◆ What you will do ◆
Give the number of lines in these entries that contain "EntryCache", and nothing more.

◆ Source material ◆

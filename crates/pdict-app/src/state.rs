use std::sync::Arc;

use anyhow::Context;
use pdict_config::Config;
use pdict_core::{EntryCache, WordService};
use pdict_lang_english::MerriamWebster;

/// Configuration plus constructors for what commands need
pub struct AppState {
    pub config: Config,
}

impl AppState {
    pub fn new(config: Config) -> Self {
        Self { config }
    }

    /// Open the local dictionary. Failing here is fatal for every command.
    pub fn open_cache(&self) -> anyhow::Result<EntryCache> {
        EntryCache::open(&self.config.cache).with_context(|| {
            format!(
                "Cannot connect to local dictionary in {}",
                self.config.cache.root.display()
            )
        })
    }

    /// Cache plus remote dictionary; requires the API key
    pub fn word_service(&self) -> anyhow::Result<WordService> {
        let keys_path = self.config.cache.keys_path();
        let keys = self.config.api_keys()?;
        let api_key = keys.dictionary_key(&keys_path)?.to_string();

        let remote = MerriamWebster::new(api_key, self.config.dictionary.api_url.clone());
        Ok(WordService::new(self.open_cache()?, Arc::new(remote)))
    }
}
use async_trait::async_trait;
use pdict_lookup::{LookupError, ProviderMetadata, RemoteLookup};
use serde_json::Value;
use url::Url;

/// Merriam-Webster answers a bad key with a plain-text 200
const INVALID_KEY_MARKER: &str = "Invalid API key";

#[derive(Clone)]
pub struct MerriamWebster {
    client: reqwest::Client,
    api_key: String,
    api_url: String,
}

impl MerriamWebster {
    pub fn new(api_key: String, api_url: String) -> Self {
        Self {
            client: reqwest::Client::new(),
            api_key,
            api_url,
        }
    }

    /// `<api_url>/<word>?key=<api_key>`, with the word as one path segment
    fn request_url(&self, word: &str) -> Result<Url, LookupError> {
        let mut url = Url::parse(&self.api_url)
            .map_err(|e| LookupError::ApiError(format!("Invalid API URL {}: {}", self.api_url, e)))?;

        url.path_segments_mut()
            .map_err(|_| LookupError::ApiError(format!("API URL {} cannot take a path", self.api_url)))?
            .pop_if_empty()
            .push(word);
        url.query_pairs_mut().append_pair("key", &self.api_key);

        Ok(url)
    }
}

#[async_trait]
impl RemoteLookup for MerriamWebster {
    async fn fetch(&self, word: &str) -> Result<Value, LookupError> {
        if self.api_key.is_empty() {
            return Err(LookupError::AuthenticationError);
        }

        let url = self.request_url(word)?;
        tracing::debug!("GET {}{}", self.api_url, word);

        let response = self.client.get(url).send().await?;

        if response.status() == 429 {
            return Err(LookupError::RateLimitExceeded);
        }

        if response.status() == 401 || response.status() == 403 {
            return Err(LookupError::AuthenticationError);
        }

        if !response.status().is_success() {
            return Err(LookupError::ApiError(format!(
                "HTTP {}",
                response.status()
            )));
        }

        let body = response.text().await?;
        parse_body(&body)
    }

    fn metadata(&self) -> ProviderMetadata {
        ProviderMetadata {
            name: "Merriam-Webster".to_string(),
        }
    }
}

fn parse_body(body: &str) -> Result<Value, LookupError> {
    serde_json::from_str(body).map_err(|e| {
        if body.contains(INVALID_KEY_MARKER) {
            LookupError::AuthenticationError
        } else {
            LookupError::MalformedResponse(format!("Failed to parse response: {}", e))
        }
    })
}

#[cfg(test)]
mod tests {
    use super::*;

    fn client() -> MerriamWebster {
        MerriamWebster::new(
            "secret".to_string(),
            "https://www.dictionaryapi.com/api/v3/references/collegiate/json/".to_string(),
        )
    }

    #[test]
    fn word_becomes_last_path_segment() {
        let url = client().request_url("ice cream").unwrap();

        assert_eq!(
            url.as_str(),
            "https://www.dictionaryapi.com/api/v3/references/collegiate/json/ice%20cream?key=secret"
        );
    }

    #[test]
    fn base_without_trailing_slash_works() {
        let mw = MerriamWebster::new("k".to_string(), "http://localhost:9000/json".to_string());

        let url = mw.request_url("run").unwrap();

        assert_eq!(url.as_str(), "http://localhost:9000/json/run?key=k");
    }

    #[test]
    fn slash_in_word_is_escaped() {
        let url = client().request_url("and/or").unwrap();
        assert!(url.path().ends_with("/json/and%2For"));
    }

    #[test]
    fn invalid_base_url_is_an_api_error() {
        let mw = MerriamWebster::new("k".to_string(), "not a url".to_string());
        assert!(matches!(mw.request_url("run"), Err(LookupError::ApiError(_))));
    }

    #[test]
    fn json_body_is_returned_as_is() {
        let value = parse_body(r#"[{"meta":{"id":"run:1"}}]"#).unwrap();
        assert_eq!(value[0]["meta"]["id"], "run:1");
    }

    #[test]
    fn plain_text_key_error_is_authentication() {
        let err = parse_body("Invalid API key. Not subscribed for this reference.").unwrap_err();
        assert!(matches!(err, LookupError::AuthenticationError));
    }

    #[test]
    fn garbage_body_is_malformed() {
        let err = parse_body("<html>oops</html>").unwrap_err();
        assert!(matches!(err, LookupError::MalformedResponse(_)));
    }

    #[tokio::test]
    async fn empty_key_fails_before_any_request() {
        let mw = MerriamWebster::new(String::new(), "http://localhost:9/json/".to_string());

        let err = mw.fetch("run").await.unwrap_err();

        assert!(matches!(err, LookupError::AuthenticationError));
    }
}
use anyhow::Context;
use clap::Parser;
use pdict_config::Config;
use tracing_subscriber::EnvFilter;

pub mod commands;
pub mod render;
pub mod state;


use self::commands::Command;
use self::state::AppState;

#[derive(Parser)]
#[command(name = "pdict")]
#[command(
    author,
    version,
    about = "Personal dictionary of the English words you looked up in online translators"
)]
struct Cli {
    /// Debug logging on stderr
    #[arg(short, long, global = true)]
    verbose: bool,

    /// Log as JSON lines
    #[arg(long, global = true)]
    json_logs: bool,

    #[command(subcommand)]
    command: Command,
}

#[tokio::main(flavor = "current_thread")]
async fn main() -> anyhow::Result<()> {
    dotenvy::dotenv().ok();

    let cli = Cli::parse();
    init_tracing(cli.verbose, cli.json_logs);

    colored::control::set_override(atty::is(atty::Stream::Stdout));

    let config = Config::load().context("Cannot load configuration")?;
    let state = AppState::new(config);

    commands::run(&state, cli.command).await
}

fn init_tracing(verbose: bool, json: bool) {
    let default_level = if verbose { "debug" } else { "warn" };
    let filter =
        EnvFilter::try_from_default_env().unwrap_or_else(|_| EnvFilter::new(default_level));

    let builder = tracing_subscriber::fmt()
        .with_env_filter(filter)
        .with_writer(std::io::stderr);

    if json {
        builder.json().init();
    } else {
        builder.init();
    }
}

--

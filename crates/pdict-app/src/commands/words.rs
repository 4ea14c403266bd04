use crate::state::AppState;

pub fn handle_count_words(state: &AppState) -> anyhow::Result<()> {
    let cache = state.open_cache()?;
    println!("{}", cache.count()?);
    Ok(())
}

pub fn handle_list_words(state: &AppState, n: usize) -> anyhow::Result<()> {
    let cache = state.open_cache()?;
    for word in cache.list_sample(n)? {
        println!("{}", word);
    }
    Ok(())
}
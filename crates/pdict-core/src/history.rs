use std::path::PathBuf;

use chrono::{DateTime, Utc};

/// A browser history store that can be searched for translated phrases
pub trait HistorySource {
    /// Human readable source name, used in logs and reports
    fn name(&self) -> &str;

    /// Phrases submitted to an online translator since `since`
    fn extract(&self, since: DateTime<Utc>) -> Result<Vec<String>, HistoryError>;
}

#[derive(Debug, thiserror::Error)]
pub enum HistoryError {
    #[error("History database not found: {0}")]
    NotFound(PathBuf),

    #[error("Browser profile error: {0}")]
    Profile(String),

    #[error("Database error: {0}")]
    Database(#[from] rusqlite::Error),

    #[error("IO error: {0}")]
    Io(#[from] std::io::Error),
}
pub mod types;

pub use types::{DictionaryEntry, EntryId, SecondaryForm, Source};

◆ Response to the task ◆
3